**Task to carry out:**
Check each line of the material. Copy those containing "with".

**Record excerpts:**
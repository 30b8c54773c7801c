// Copyright 2026 the vega authors
// Distributed under the Boost Software License, Version 1.0. (See accompanying
// file LICENSE.txt or copy at http://www.boost.org/LICENSE_1_0.txt)

//! Cooperative task dispatcher: a regular FIFO, a delayed-task heap, a set of
//! tracked top-level promises, and an optional pool of worker threads all
//! draining the same queues. A scheduler's drain loop exits once no queue,
//! tracked promise, or running worker can produce more work.

use std::cell::{Cell as TlsCell, RefCell};
use std::cmp::Ordering as CmpOrdering;
use std::collections::{BinaryHeap, VecDeque};
use std::future::Future;
use std::pin::Pin;
use std::sync::atomic::{AtomicBool, AtomicU64, AtomicUsize, Ordering};
use std::sync::{Arc, OnceLock, Weak};
use std::task::{Context, Poll, Wake, Waker};
use std::thread::{self, JoinHandle};
use std::time::{Duration, Instant};

use log::{debug, trace};
use parking_lot::Mutex;

use crate::error::Result;
use crate::promise::{Promise, PromiseState, Settled};
use crate::sync::{Semaphore, Synchronized};

pub(crate) type Task = Box<dyn FnOnce() + Send>;

/// Main-thread backoff when a drain pass made no progress.
const IDLE_BACKOFF: Duration = Duration::from_micros(100);

/// Worker backoff when neither a permit nor io_uring work showed up.
const WORKER_BACKOFF: Duration = Duration::from_millis(5);

thread_local! {
    /// Save/restore stack of schedulers entered on this thread.
    static CURRENT: RefCell<Vec<Weak<Core>>> = const { RefCell::new(Vec::new()) };

    /// Id of the scheduler this thread serves as a worker, 0 if none.
    static WORKER_OF: TlsCell<u64> = const { TlsCell::new(0) };
}
// Copyright 2026 the vega authors
// Distributed under the Boost Software License, Version 1.0. (See accompanying
// file LICENSE.txt or copy at http://www.boost.org/LICENSE_1_0.txt)

//! Fan-in combinators. All inputs run concurrently; the result preserves
//! input order and the first rejection observed wins.

use std::sync::atomic::{AtomicBool, AtomicUsize, Ordering};
use std::sync::Arc;

use parking_lot::Mutex;

use crate::promise::{IntoPromise, Promise};
use crate::scheduler;

struct FanIn<T> {
    remaining: AtomicUsize,
    rejected: AtomicBool,
    values: Mutex<Vec<Option<T>>>,
}

/// Waits for every input and fulfills with their values in input order.
///
/// Inputs are normalized through [`IntoPromise`], so an iterator of promises
/// or of promise-producing closures both work; wrap value-producing closures
/// with [`call`](crate::call). If any input rejects, the result rejects with
/// the error of the first input observed to reject and the remaining
/// rejections are dropped. The result settles no earlier than the last
/// input needed for the outcome.
pub fn promise_all<I, T>(inputs: I) -> Promise<Vec<T>>
where
    I: IntoIterator,
    I::Item: IntoPromise<Value = T>,
    T: Clone + Send + 'static,
{
    let inputs: Vec<Promise<T>> =
        inputs.into_iter().map(IntoPromise::into_promise).collect();

    let result = Promise::<Vec<T>>::new();
    result.state().set_scheduler(scheduler::current_core_weak());

    let n = inputs.len();
    if n == 0 {
        result.state().resolve(Vec::new());
        return result;
    }

    let fan_in = Arc::new(FanIn {
        remaining: AtomicUsize::new(n),
        rejected: AtomicBool::new(false),
        values: Mutex::new((0..n).map(|_| None).collect()),
    });

    for (index, input) in inputs.into_iter().enumerate() {
        let input_state = input.state().clone();
        let fan_in = fan_in.clone();
        let result_state = result.state().clone();

        input.state().add_continuation(Box::new(move || {
            if let Some(exception) = input_state.exception() {
                // Only the first rejection settles the result.
                if fan_in
                    .rejected
                    .compare_exchange(false, true, Ordering::SeqCst, Ordering::SeqCst)
                    .is_ok()
                {
                    result_state.reject(exception);
                }
                return;
            }

            if fan_in.rejected.load(Ordering::Relaxed) {
                return;
            }

            fan_in.values.lock()[index] = input_state.value();

            // fetch_sub returns the pre-decrement count, so 1 means this
            // input was the last one out.
            if fan_in.remaining.fetch_sub(1, Ordering::SeqCst) == 1
                && !fan_in.rejected.load(Ordering::SeqCst)
            {
                let values = std::mem::take(&mut *fan_in.values.lock());
                let values = values
                    .into_iter()
                    .map(|slot| slot.expect("every input has resolved"))
                    .collect();
                result_state.resolve(values);
            }
        }));
    }

    result
}

/// The value-less fan-in: fulfills with `()` once every input has fulfilled,
/// rejecting with the first rejection otherwise. This is the landing spot
/// for inputs of mixed value types, erased through
/// [`Promise::to_unit`].
pub fn promise_all_void<I>(inputs: I) -> Promise<()>
where
    I: IntoIterator<Item = Promise<()>>,
{
    let inputs: Vec<Promise<()>> = inputs.into_iter().collect();

    let result = Promise::<()>::new();
    result.state().set_scheduler(scheduler::current_core_weak());

    let n = inputs.len();
    if n == 0 {
        result.state().resolve(());
        return result;
    }

    let remaining = Arc::new(AtomicUsize::new(n));
    let rejected = Arc::new(AtomicBool::new(false));

    for input in inputs {
        let input_state = input.state().clone();
        let remaining = remaining.clone();
        let rejected = rejected.clone();
        let result_state = result.state().clone();

        input.state().add_continuation(Box::new(move || {
            if let Some(exception) = input_state.exception() {
                if rejected
                    .compare_exchange(false, true, Ordering::SeqCst, Ordering::SeqCst)
                    .is_ok()
                {
                    result_state.reject(exception);
                }
                return;
            }

            if rejected.load(Ordering::Relaxed) {
                return;
            }

            if remaining.fetch_sub(1, Ordering::SeqCst) == 1 && !rejected.load(Ordering::SeqCst) {
                result_state.resolve(());
            }
        }));
    }

    result
}

/// Variadic fan-in over promises of arbitrary value types, producing a
/// `Promise<()>`. Arguments are normalized through
/// [`IntoPromise`](crate::IntoPromise) and erased with
/// [`Promise::to_unit`](crate::Promise::to_unit).
#[macro_export]
macro_rules! promise_all_void {
    () => {
        $crate::promise_all_void(::std::vec::Vec::new())
    };
    ($($input:expr),+ $(,)?) => {
        $crate::promise_all_void(::std::vec![
            $( $crate::IntoPromise::into_promise($input).to_unit() ),+
        ])
    };
}

#[cfg(test)]
mod tests {
    use super::*;
    use crate::error::Error;
    use crate::promise::{call, PromiseStatus};

    #[test]
    fn resolves_in_input_order() {
        // Pre-settled inputs settle the fan-in synchronously.
        let result = promise_all(vec![
            Promise::resolve(1),
            Promise::resolve(2),
            Promise::resolve(3),
        ]);
        assert_eq!(result.state().value(), Some(vec![1, 2, 3]));
    }

    #[test]
    fn out_of_order_completion_keeps_input_order() {
        let first = Promise::<i32>::new();
        let second = Promise::<i32>::new();

        let result = promise_all(vec![first.clone(), second.clone()]);
        assert!(result.is_pending());

        second.state().resolve(20);
        assert!(result.is_pending());
        first.state().resolve(10);

        assert_eq!(result.state().value(), Some(vec![10, 20]));
    }

    #[test]
    fn first_rejection_wins() {
        let ok = Promise::<i32>::new();
        let bad = Promise::<i32>::new();
        let worse = Promise::<i32>::new();

        let result = promise_all(vec![ok.clone(), bad.clone(), worse.clone()]);

        bad.state().reject(Error::msg("first"));
        worse.state().reject(Error::msg("second"));
        ok.state().resolve(1);

        assert_eq!(result.status(), PromiseStatus::Rejected);
        assert_eq!(result.state().exception(), Some(Error::msg("first")));
    }

    #[test]
    fn empty_input_resolves_immediately() {
        let result = promise_all(Vec::<Promise<i32>>::new());
        assert_eq!(result.state().value(), Some(Vec::new()));

        let void = promise_all_void!();
        assert_eq!(void.status(), PromiseStatus::Fulfilled);
    }

    #[test]
    fn callables_are_normalized() {
        let deferred = |v: i32| move || Promise::resolve(v);
        let result = promise_all(vec![deferred(10), deferred(20)]);
        assert_eq!(result.state().value(), Some(vec![10, 20]));

        let result = promise_all(vec![call(|| 5), call(|| 15)]);
        assert_eq!(result.state().value(), Some(vec![5, 15]));
    }

    #[test]
    fn mixed_types_collapse_to_void() {
        let result = promise_all_void!(Promise::resolve(42), Promise::resolve(3.14));
        assert_eq!(result.status(), PromiseStatus::Fulfilled);
    }

    #[test]
    fn void_variant_propagates_rejection() {
        let result = promise_all_void!(
            Promise::resolve(1),
            Promise::<i32>::reject("Test error"),
            Promise::resolve(3),
        );
        assert_eq!(result.state().exception(), Some(Error::msg("Test error")));
    }
}
// Copyright 2026 the vega authors
// Distributed under the Boost Software License, Version 1.0. (See accompanying
// file LICENSE.txt or copy at http://www.boost.org/LICENSE_1_0.txt)

//! File and socket surfaces over the runtime.

pub mod file;
#[cfg(target_os = "linux")]
pub mod net;

pub use file::{File, FileBackendType, OpenMode, StreamFile};
#[cfg(target_os = "linux")]
pub use file::UringFile;
#[cfg(target_os = "linux")]
pub use net::{Inet4Address, Inet4StreamSocket};
// Copyright 2026 the vega authors
// Distributed under the Boost Software License, Version 1.0. (See accompanying
// file LICENSE.txt or copy at http://www.boost.org/LICENSE_1_0.txt)

use std::sync::atomic::{AtomicU8, Ordering};
use std::sync::Arc;
use std::thread;
use std::time::Duration;

use vega::{Promise, Scheduler};

const PENDING: u8 = 0;
const SUBMITTED: u8 = 1;
const FINISHED: u8 = 2;

// A coroutine awaiting a promise that nobody will ever settle keeps its
// scheduler draining forever, while a scheduler with settleable work runs to
// completion.
#[test]
fn never_settled_promise_blocks_run_blocking() {
    let fluent_status = Arc::new(AtomicU8::new(PENDING));
    let blocked_status = Arc::new(AtomicU8::new(PENDING));

    let fluent = {
        let status = fluent_status.clone();
        thread::spawn(move || {
            status.store(SUBMITTED, Ordering::SeqCst);
            Scheduler::get().run_blocking(|| async {
                Promise::<()>::resolve(()).await?;
                let _pending = Promise::<()>::new();
                Scheduler::current()
                    .expect("inside run_blocking")
                    .delay(Duration::from_millis(200))
                    .await?;
                Ok(())
            });
            status.store(FINISHED, Ordering::SeqCst);
        })
    };

    let _blocked = {
        let status = blocked_status.clone();
        thread::spawn(move || {
            status.store(SUBMITTED, Ordering::SeqCst);
            Scheduler::new(0).run_blocking(|| async {
                Promise::<()>::new().await?;
                Ok(())
            });
            status.store(FINISHED, Ordering::SeqCst);
        })
    };

    thread::sleep(Duration::from_millis(600));

    assert_eq!(fluent_status.load(Ordering::SeqCst), FINISHED);
    assert_eq!(blocked_status.load(Ordering::SeqCst), SUBMITTED);

    fluent.join().expect("fluent thread");
    // The blocked thread never exits its drain loop; it is left running and
    // dies with the process.
}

**Task response:**
/// Waits for every input and fulfills with their values in input order.
/// with [`call`](crate::call). If any input rejects, the result rejects with
/// The value-less fan-in: fulfills with `()` once every input has fulfilled,
/// rejecting with the first rejection otherwise. This is the landing spot
/// [`IntoPromise`](crate::IntoPromise) and erased with
// scheduler draining forever, while a scheduler with settleable work runs to
    // dies with the process.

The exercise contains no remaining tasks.